::: EXERCISE INPUTS

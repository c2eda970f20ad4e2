//! Historical consumption dataset.
//!
//! The CSV the model was trained on, loaded read-only for the exploratory
//! views. Expected columns:
//!
//! | column     | meaning                                   |
//! |------------|-------------------------------------------|
//! | `ano`      | year                                      |
//! | `mes`      | month, 1..=12                             |
//! | `sigla_uf` | state feature code, see `states`          |
//! | `consumo`  | consumption in MWh                        |
//!
//! Extra columns are ignored. Loading is best-effort: rows that do not
//! deserialize, or carry a month outside 1..=12, are skipped and counted.

use std::collections::BTreeMap;
use std::io::Read;
use std::path::Path;

use serde::{Deserialize, Serialize};

use crate::logging::{self, Component};

#[derive(Debug, Clone, PartialEq, Serialize, Deserialize)]
pub struct ConsumptionRecord {
    #[serde(rename = "ano")]
    pub year: i32,
    #[serde(rename = "mes")]
    pub month: u32,
    #[serde(rename = "sigla_uf")]
    pub state_code: u8,
    #[serde(rename = "consumo")]
    pub consumption: f64,
}

#[derive(Debug, Clone, Default, PartialEq)]
pub struct Dataset {
    pub records: Vec<ConsumptionRecord>,
    /// Rows dropped during loading.
    pub skipped: usize,
}

// ---------------------------------------------------------------------------
// Loading
// ---------------------------------------------------------------------------

/// Reads the dataset from disk.
pub fn load_dataset<P: AsRef<Path>>(path: P) -> Result<Dataset, DatasetError> {
    let path = path.as_ref();
    let file = std::fs::File::open(path)
        .map_err(|e| DatasetError::Io(format!("{}: {}", path.display(), e)))?;
    let subject = path.display().to_string();
    load_from_reader(file, &subject)
}

/// Reads the dataset from any CSV source. `subject` names the source in logs.
pub fn load_from_reader<R: Read>(reader: R, subject: &str) -> Result<Dataset, DatasetError> {
    let mut rdr = csv::ReaderBuilder::new()
        .trim(csv::Trim::All)
        .from_reader(reader);

    let headers = rdr
        .headers()
        .map_err(|e| DatasetError::Csv(e.to_string()))?
        .clone();
    for required in ["ano", "mes", "sigla_uf", "consumo"] {
        if !headers.iter().any(|h| h == required) {
            return Err(DatasetError::MissingColumn(required.to_string()));
        }
    }

    let mut dataset = Dataset::default();
    let mut total = 0;

    for (i, row) in rdr.deserialize::<ConsumptionRecord>().enumerate() {
        total += 1;
        match row {
            Ok(record) if (1..=12).contains(&record.month) && record.consumption.is_finite() => {
                dataset.records.push(record)
            }
            Ok(record) => {
                dataset.skipped += 1;
                logging::debug(
                    Component::Dataset,
                    Some(subject),
                    &format!("row {} skipped: out-of-domain values {:?}", i + 2, record),
                );
            }
            Err(e) => {
                dataset.skipped += 1;
                logging::debug(
                    Component::Dataset,
                    Some(subject),
                    &format!("row {} skipped: {}", i + 2, e),
                );
            }
        }
    }

    logging::log_load_summary(subject, total, dataset.records.len(), dataset.skipped);

    if total > 0 && dataset.records.is_empty() {
        return Err(DatasetError::NoValidRows { skipped: dataset.skipped });
    }
    Ok(dataset)
}

// ---------------------------------------------------------------------------
// Aggregations
// ---------------------------------------------------------------------------

impl Dataset {
    pub fn len(&self) -> usize {
        self.records.len()
    }

    pub fn is_empty(&self) -> bool {
        self.records.is_empty()
    }

    /// Rows of a single state.
    pub fn for_state(&self, state_code: u8) -> Dataset {
        Dataset {
            records: self
                .records
                .iter()
                .filter(|r| r.state_code == state_code)
                .cloned()
                .collect(),
            skipped: 0,
        }
    }

    /// Total consumption per year.
    pub fn annual_totals(&self) -> BTreeMap<i32, f64> {
        let mut totals = BTreeMap::new();
        for r in &self.records {
            *totals.entry(r.year).or_insert(0.0) += r.consumption;
        }
        totals
    }

    /// Total consumption per (year, month).
    pub fn year_month_totals(&self) -> BTreeMap<(i32, u32), f64> {
        let mut totals = BTreeMap::new();
        for r in &self.records {
            *totals.entry((r.year, r.month)).or_insert(0.0) += r.consumption;
        }
        totals
    }

    /// Mean row consumption per calendar month, across all years and states.
    pub fn monthly_means(&self) -> BTreeMap<u32, f64> {
        let mut sums: BTreeMap<u32, (f64, usize)> = BTreeMap::new();
        for r in &self.records {
            let entry = sums.entry(r.month).or_insert((0.0, 0));
            entry.0 += r.consumption;
            entry.1 += 1;
        }
        sums.into_iter()
            .map(|(month, (sum, n))| (month, sum / n as f64))
            .collect()
    }

    /// Total consumption per state code.
    pub fn state_totals(&self) -> BTreeMap<u8, f64> {
        let mut totals = BTreeMap::new();
        for r in &self.records {
            *totals.entry(r.state_code).or_insert(0.0) += r.consumption;
        }
        totals
    }

    /// `(year, consumption, month)` for every row, for the scatter view.
    pub fn scatter_points(&self) -> Vec<(i32, f64, u32)> {
        self.records
            .iter()
            .map(|r| (r.year, r.consumption, r.month))
            .collect()
    }

    /// First and last year present.
    pub fn year_range(&self) -> Option<(i32, i32)> {
        let min = self.records.iter().map(|r| r.year).min()?;
        let max = self.records.iter().map(|r| r.year).max()?;
        Some((min, max))
    }

    pub fn consumption_range(&self) -> Option<(f64, f64)> {
        if self.records.is_empty() {
            return None;
        }
        let min = self.records.iter().map(|r| r.consumption).fold(f64::INFINITY, f64::min);
        let max = self.records.iter().map(|r| r.consumption).fold(f64::NEG_INFINITY, f64::max);
        Some((min, max))
    }
}

// ---------------------------------------------------------------------------
// Errors
// ---------------------------------------------------------------------------

#[derive(Debug, Clone, PartialEq)]
pub enum DatasetError {
    /// The file could not be opened or read.
    Io(String),
    /// The header row could not be read.
    Csv(String),
    /// A required column is absent from the header.
    MissingColumn(String),
    /// Every data row was rejected.
    NoValidRows { skipped: usize },
}

impl std::fmt::Display for DatasetError {
    fn fmt(&self, f: &mut std::fmt::Formatter<'_>) -> std::fmt::Result {
        match self {
            DatasetError::Io(msg) => write!(f, "cannot read dataset: {}", msg),
            DatasetError::Csv(msg) => write!(f, "malformed CSV: {}", msg),
            DatasetError::MissingColumn(col) => write!(f, "missing column '{}'", col),
            DatasetError::NoValidRows { skipped } => {
                write!(f, "no valid rows ({} skipped)", skipped)
            }
        }
    }
}

impl std::error::Error for DatasetError {}

#[cfg(test)]
mod tests {
    use super::*;

    const SAMPLE: &str = "\
ano,mes,sigla_uf,tipo_consumo,consumo
2004,1,20,3,100.0
2004,2,20,3,200.0
2005,1,20,3,300.0
2005,1,16,3,50.0
";

    fn load(csv: &str) -> Result<Dataset, DatasetError> {
        load_from_reader(csv.as_bytes(), "test")
    }

    #[test]
    fn test_loads_all_well_formed_rows() {
        let ds = load(SAMPLE).unwrap();
        assert_eq!(ds.len(), 4);
        assert_eq!(ds.skipped, 0);
        assert_eq!(
            ds.records[0],
            ConsumptionRecord {
                year: 2004,
                month: 1,
                state_code: 20,
                consumption: 100.0
            }
        );
    }

    #[test]
    fn test_malformed_rows_are_skipped_and_counted() {
        let csv = "\
ano,mes,sigla_uf,consumo
2004,1,20,100.0
2004,13,20,100.0
abc,1,20,100.0
2004,2,20,
2004,3,20,50.5
";
        let ds = load(csv).unwrap();
        assert_eq!(ds.len(), 2);
        assert_eq!(ds.skipped, 3);
    }

    #[test]
    fn test_missing_column_is_an_error() {
        let err = load("ano,mes,consumo\n2004,1,10\n").unwrap_err();
        assert_eq!(err, DatasetError::MissingColumn("sigla_uf".to_string()));
    }

    #[test]
    fn test_padded_header_and_fields_are_trimmed() {
        let ds = load("ano, mes, sigla_uf, consumo\n2004, 1, 20, 100.0\n").unwrap();
        assert_eq!(ds.len(), 1);
        assert_eq!(ds.skipped, 0);
        assert_eq!(ds.records[0].state_code, 20);
    }

    #[test]
    fn test_all_rows_invalid_is_an_error() {
        let err = load("ano,mes,sigla_uf,consumo\nx,y,z,w\n").unwrap_err();
        assert_eq!(err, DatasetError::NoValidRows { skipped: 1 });
    }

    #[test]
    fn test_header_only_file_is_an_empty_dataset() {
        let ds = load("ano,mes,sigla_uf,consumo\n").unwrap();
        assert!(ds.is_empty());
        assert_eq!(ds.year_range(), None);
        assert_eq!(ds.consumption_range(), None);
    }

    #[test]
    fn test_annual_totals() {
        let totals = load(SAMPLE).unwrap().annual_totals();
        assert_eq!(totals.get(&2004), Some(&300.0));
        assert_eq!(totals.get(&2005), Some(&350.0));
    }

    #[test]
    fn test_monthly_means() {
        let means = load(SAMPLE).unwrap().monthly_means();
        assert_eq!(means.get(&1), Some(&150.0)); // (100 + 300 + 50) / 3
        assert_eq!(means.get(&2), Some(&200.0));
        assert_eq!(means.len(), 2);
    }

    #[test]
    fn test_year_month_totals_and_state_totals() {
        let ds = load(SAMPLE).unwrap();
        assert_eq!(ds.year_month_totals().get(&(2005, 1)), Some(&350.0));
        assert_eq!(ds.state_totals().get(&16), Some(&50.0));
        assert_eq!(ds.state_totals().get(&20), Some(&600.0));
    }

    #[test]
    fn test_for_state_filters_rows() {
        let sp = load(SAMPLE).unwrap().for_state(20);
        assert_eq!(sp.len(), 3);
        assert!(sp.records.iter().all(|r| r.state_code == 20));
    }

    #[test]
    fn test_ranges_and_scatter_points() {
        let ds = load(SAMPLE).unwrap();
        assert_eq!(ds.year_range(), Some((2004, 2005)));
        assert_eq!(ds.consumption_range(), Some((50.0, 300.0)));
        assert_eq!(ds.scatter_points()[1], (2004, 200.0, 2));
    }
}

::::::

> _WORK TO BE COMPLETED_: Give back exactly the lines of the listing, starting with the first and ending with the one bearing "pub struct ConsumptionRecord". Add no other lines.

> _TASK ANSWER_:
repository c2eda970f20ad4e2
//! Historical consumption dataset.
//!
//! The CSV the model was trained on, loaded read-only for the exploratory
//! views. Expected columns:
//!
//! | column     | meaning                                   |
//! |------------|-------------------------------------------|
//! | `ano`      | year                                      |
//! | `mes`      | month, 1..=12                             |
//! | `sigla_uf` | state feature code, see `states`          |
//! | `consumo`  | consumption in MWh                        |
//!
//! Extra columns are ignored. Loading is best-effort: rows that do not
//! deserialize, or carry a month outside 1..=12, are skipped and counted.

use std::collections::BTreeMap;
use std::io::Read;
use std::path::Path;

use serde::{Deserialize, Serialize};

use crate::logging::{self, Component};

#[derive(Debug, Clone, PartialEq, Serialize, Deserialize)]
pub struct ConsumptionRecord {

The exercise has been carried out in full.